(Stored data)
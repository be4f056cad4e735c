//! The Scan Code Set 2 state machine.
//!
//! Several keys are encoded exceptionally, with sequences that vary by
//! modifier and Num-Lock state:
//!
//! 1. The cursor/navigation block and keypad `/` are wrapped in `E0 12` /
//!    `E0 59` shift-synthesis prefixes that fake a Shift release. These
//!    carry no information of their own and are swallowed.
//! 2. PrintScreen arrives as `E0 12 E0 7C` (or plain `84` when Alt is held);
//!    both spellings map to the PrintScreen position.
//! 3. Pause has a make sequence (`E1 14 77 E1 F0 14 F0 77`, or `E0 7E E0 F0
//!    7E` under Control) and *no break sequence*, so the matrix bit is
//!    pulsed: set when the sequence completes, cleared at the top of the
//!    next scan.
//!
//! Any unexpected byte at or above 0x80 outside the escape chains means the
//! bus lost sync; the matrix is cleared and the caller is told to release
//! any keys the host still believes are down.

use log::{trace, warn};

use crate::matrix::{col, row, KeyMatrix, KC_F7, PAUSE, PRINT_SCREEN};

/// Parity or framing failure reported by the PS/2 bus.
#[derive(Debug, Clone, Copy, PartialEq, Eq)]
pub struct Ps2BusError;

/// One byte at a time from the PS/2 bus.
///
/// `Ok(None)` means no byte was pending this poll. `Err` means the byte was
/// corrupted on the wire; the decoder drops the poll and leaves its state
/// untouched.
pub trait Ps2Source {
    fn recv(&mut self) -> Result<Option<u8>, Ps2BusError>;
}

/// What the host needs to act on after a scan step.
#[derive(Debug, Clone, Copy, PartialEq, Eq)]
pub enum ScanOutcome {
    /// Nothing beyond ordinary matrix updates happened.
    Idle,
    /// The stream desynchronised or the keyboard reported an overrun. The
    /// matrix has been cleared; the host must release any held keys.
    LostSync,
    /// The keyboard completed its basic assurance test; the host should
    /// refresh the lock LEDs.
    SelfTest { passed: bool },
}

/// Scan-code prefix consumed so far. Each variant is named after the byte
/// sequence that leads to it.
#[derive(Debug, Clone, Copy, PartialEq, Eq)]
enum State {
    Init,
    F0,
    E0,
    E0F0,
    // Pause: E1 14 77 E1 F0 14 F0 77
    E1,
    E114,
    E11477,
    E11477E1,
    E11477E1F0,
    E11477E1F014,
    E11477E1F014F0,
    // Control'd Pause: E0 7E E0 F0 7E
    E07E,
    E07EE0,
    E07EE0F0,
}

/// Decoder for a Scan Code Set 2 byte stream, driving a [`KeyMatrix`].
pub struct Ps2Decoder {
    state: State,
    matrix: KeyMatrix,
}

impl Ps2Decoder {
    pub const fn new() -> Self {
        Self {
            state: State::Init,
            matrix: KeyMatrix::new(),
        }
    }

    /// The current key state.
    pub fn matrix(&self) -> &KeyMatrix {
        &self.matrix
    }

    /// Polls one byte from `source` and advances the state machine.
    ///
    /// Also performs the Pause pseudo-break: Pause has no break code, so a
    /// set Pause bit is cleared here, one scan after its make.
    pub fn scan<S: Ps2Source>(&mut self, source: &mut S) -> ScanOutcome {
        self.matrix.reset_modified();

        if self.matrix.is_on(row(PAUSE), col(PAUSE)) {
            self.matrix.release(PAUSE);
        }

        let code = match source.recv() {
            Ok(Some(code)) => code,
            Ok(None) => return ScanOutcome::Idle,
            Err(Ps2BusError) => {
                // TODO: request a resend (0xFE) once a host-to-keyboard
                // send path exists.
                trace!("ps2: bus error, byte dropped");
                return ScanOutcome::Idle;
            }
        };
        trace!("ps2: {code:02X}");

        match self.state {
            State::Init => match code {
                0xE0 => self.step(State::E0),
                0xF0 => self.step(State::F0),
                0xE1 => self.step(State::E1),
                KC_F7 => self.press(KC_F7),
                0x84 => self.press(PRINT_SCREEN), // Alt'd PrintScreen
                0x00 => {
                    warn!("ps2: overrun");
                    self.lose_sync()
                }
                0xAA | 0xFC => {
                    // Self-test result right after power-up or reset.
                    self.state = State::Init;
                    ScanOutcome::SelfTest {
                        passed: code == 0xAA,
                    }
                }
                _ if code < 0x80 => self.press(code),
                _ => self.desync(code),
            },
            State::E0 => match code {
                // Shift-synthesis prefixes, swallowed.
                0x12 | 0x59 => self.step(State::Init),
                0x7E => self.step(State::E07E),
                0xF0 => self.step(State::E0F0),
                _ if code < 0x80 => self.press(code | 0x80),
                _ => self.desync(code),
            },
            State::F0 => match code {
                KC_F7 => self.release(KC_F7),
                0x84 => self.release(PRINT_SCREEN),
                _ if code < 0x80 => self.release(code),
                _ => self.desync(code),
            },
            State::E0F0 => match code {
                0x12 | 0x59 => self.step(State::Init),
                _ if code < 0x80 => self.release(code | 0x80),
                _ => self.desync(code),
            },
            // The Pause chain: any mismatch silently resets, the partial
            // sequence is harmless garbage.
            State::E1 => self.expect(code, 0x14, State::E114),
            State::E114 => self.expect(code, 0x77, State::E11477),
            State::E11477 => self.expect(code, 0xE1, State::E11477E1),
            State::E11477E1 => self.expect(code, 0xF0, State::E11477E1F0),
            State::E11477E1F0 => self.expect(code, 0x14, State::E11477E1F014),
            State::E11477E1F014 => self.expect(code, 0xF0, State::E11477E1F014F0),
            State::E11477E1F014F0 => {
                if code == 0x77 {
                    self.matrix.press(PAUSE);
                }
                self.step(State::Init)
            }
            State::E07E => self.expect(code, 0xE0, State::E07EE0),
            State::E07EE0 => self.expect(code, 0xF0, State::E07EE0F0),
            State::E07EE0F0 => {
                if code == 0x7E {
                    self.matrix.press(PAUSE);
                }
                self.step(State::Init)
            }
        }
    }

    fn step(&mut self, next: State) -> ScanOutcome {
        self.state = next;
        ScanOutcome::Idle
    }

    fn expect(&mut self, code: u8, wanted: u8, next: State) -> ScanOutcome {
        self.state = if code == wanted { next } else { State::Init };
        ScanOutcome::Idle
    }

    fn press(&mut self, pos: u8) -> ScanOutcome {
        self.matrix.press(pos);
        self.step(State::Init)
    }

    fn release(&mut self, pos: u8) -> ScanOutcome {
        self.matrix.release(pos);
        self.step(State::Init)
    }

    fn desync(&mut self, code: u8) -> ScanOutcome {
        warn!("ps2: unexpected scan code at {:?}: {code:02X}", self.state);
        self.lose_sync()
    }

    fn lose_sync(&mut self) -> ScanOutcome {
        self.matrix.clear();
        self.state = State::Init;
        ScanOutcome::LostSync
    }
}

impl Default for Ps2Decoder {
    fn default() -> Self {
        Self::new()
    }
}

§ WHAT THIS TASK INVOLVES:
Output each line exactly, from the first line of the data down to the line that contains "and are swallowed.", both included.

§ REPLY:
repository be4f056cad4e735c
//! The Scan Code Set 2 state machine.
//!
//! Several keys are encoded exceptionally, with sequences that vary by
//! modifier and Num-Lock state:
//!
//! 1. The cursor/navigation block and keypad `/` are wrapped in `E0 12` /
//!    `E0 59` shift-synthesis prefixes that fake a Shift release. These
//!    carry no information of their own and are swallowed.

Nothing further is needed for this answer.